I love it when mothers get so mad they can't remember your name. "Come here, Roy, er, Rupert, er, Rutabaga... what is your name, boy? And don't lie to me, because you live here, and I'll find out who you are.”
My father established our relationship when I was seven years old. He looked at me and said, "You know, I brought you in this world, and I can take you out. And it don't make no difference to me; I'll make another one look just like you."
My mother comes in my room and says, "Just look at this mess! This is a pig sty!" Now, I've already been in the room five hours, and she wants me to LOOK at it.
[referring to mothers] When they ask you a question, you try and answer, they tell you to shut up! "Day and night, night and day, work my fingers to the bone, for what?" "I don't..." "SHUT UP! And when I ask you a question, you keep your trap shut! Think I'm talking to hear myself talk? ANSWER ME!"
I asked my father for a dollar for the school picnic; he told me how he killed a grizzly bear with his loose-leaf notebook.
Whenhis wife sees that he has given the kids cake for breakfast] I've always heard about people having a conniption but I've never seen one. You don't want to see 'em. My wife's face split. My wife's face split and the skin and hair split and came off of her face so that there was nothing except a skull. And orange lights came out of her hair and there was glitter all around. And fire shot from her eye sockets and began to burn my stomach and she said, "WHERE DID THEY GET CHOCOLATE CAKE FROM?" And I said, "They asked for it!" And the children who had been singing praises to me... LIED on me and said, "Uh-uh! We asked for eggs and milk... AND DAD MADE US EAT THIS!" And my wife sent me to my room... which is where I wanted to go in the first place.

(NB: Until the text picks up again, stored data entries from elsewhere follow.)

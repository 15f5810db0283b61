use std::collections::BTreeMap;
use tracing::{error, info, info_span, warn};
use tracing_gcloud_format::init::{init_tracing_with_config, LayerConfig};

/// Writes a handful of events to stdout as Cloud Logging JSON lines.
///
/// Run with `LOG_LABELS` unset to see the explicit labels below, e.g.
/// `cargo run --example stdout | jq .`
fn main() -> Result<(), Box<dyn std::error::Error>> {
    let config = LayerConfig {
        labels: BTreeMap::from([
            ("service".to_string(), "checkout".to_string()),
            ("env".to_string(), "dev".to_string()),
        ]),
        report_caller: true,
    };
    init_tracing_with_config(config)?;

    info!("starting service");

    let span = info_span!("request", path = "/cart");
    let _guard = span.enter();

    warn!(latency_ms = 950, "slow upstream");
    error!(
        user_id = 42,
        reason = "card declined",
        "payment failed"
    );

    Ok(())
}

My wife and I were intellectuals before we had children. We were very, very bright people. My wife graduated from the University of Maryland, child psychology major with a B-plus average, which means that if you ask her a question about a child's behavior, she will give you at least an 85 answer. I, from Temple University, physical education major with a child psychology minor, which means that if you ask me a question about a child's behavior, I will tell you to tell the child to take a lap.

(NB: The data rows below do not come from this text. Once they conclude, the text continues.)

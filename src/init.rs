use crate::env::{self, LabelParseError, LOG_LABELS_ENV, LOG_REPORT_CALLER_ENV};
use crate::formatter::Formatter;
use crate::layer::StructuredLogLayer;
use std::collections::BTreeMap;
use tracing::subscriber::SetGlobalDefaultError;
use tracing_subscriber::layer::SubscriberExt;
use tracing_subscriber::Registry;

/// Configuration of the logging layer.
///
/// **Fields**
/// - `labels`: static labels attached to every record.
/// - `report_caller`: if `true`, every event carries its call site and
///   error events get an `exception` entry in the payload.
#[derive(Clone, Debug, Default, PartialEq, Eq)]
pub struct LayerConfig {
    pub labels: BTreeMap<String, String>,
    pub report_caller: bool,
}

impl LayerConfig {
    /// Build a config from `LOG_LABELS` and `LOG_REPORT_CALLER`.
    ///
    /// **Returns**
    /// - `Err(..)` if `LOG_LABELS` is set but not a valid
    ///   `key=value,key=value` list.
    pub fn from_env() -> Result<Self, LabelParseError> {
        Ok(LayerConfig {
            labels: env::parse_labels(&env::env_or(LOG_LABELS_ENV, ""))?,
            report_caller: env::parse_flag(&env::env_or(LOG_REPORT_CALLER_ENV, "false")),
        })
    }

    /// Build the [`Formatter`] described by this config.
    pub fn formatter(&self) -> Formatter {
        Formatter::new().with_labels(self.labels.clone())
    }

    /// Build a stdout [`StructuredLogLayer`] described by this config.
    pub fn layer(&self) -> StructuredLogLayer {
        StructuredLogLayer::new(self.formatter()).with_caller(self.report_caller)
    }
}

/// Error returned by the `init_*` functions.
#[derive(thiserror::Error, Debug)]
pub enum InitError {
    #[error("invalid logging configuration: {0}")]
    Config(#[from] LabelParseError),
    #[error("failed to install global subscriber: {0}")]
    SetGlobalDefault(#[from] SetGlobalDefaultError),
}

/// Install a [`Registry`] with a stdout [`StructuredLogLayer`] built from
/// `config` as the global default subscriber.
///
/// Calling this (or any other global subscriber setup) twice fails with
/// [`InitError::SetGlobalDefault`].
pub fn init_tracing_with_config(config: LayerConfig) -> Result<(), InitError> {
    let subscriber = Registry::default().with(config.layer());
    tracing::subscriber::set_global_default(subscriber)?;
    Ok(())
}

/// Initialize tracing from the environment.
///
/// Equivalent to calling [`init_tracing_with_config`] with
/// [`LayerConfig::from_env`].
pub fn init_tracing() -> Result<(), InitError> {
    init_tracing_with_config(LayerConfig::from_env()?)
}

[After a birth contraction] Then my wife stood up... in the stirrups, grabbed my bottom lip... and said, "I WANT MORPHINE!" I said, "But dear... ”
[He imitates Lamaze breathing]
She said, "YOU SHUT UP! *YOU* DID THIS TO ME!" And on the next contraction, she told everybody in the delivery room that my parents were never married.
In the hospital room after the birth of their first baby] ... and I looked at it... and it wasn't getting any better. So I went over to my wife, and kissed her ever so gently on the lips, and I said "I love you, very very much dear. You just... had... a lizard." I mean, because the thing changed colors like, five times! And I said to the doctor, "Can you put this back? Cause it isn't finished cooking! It needs to cook two, three months!" But the hospital made us take it home.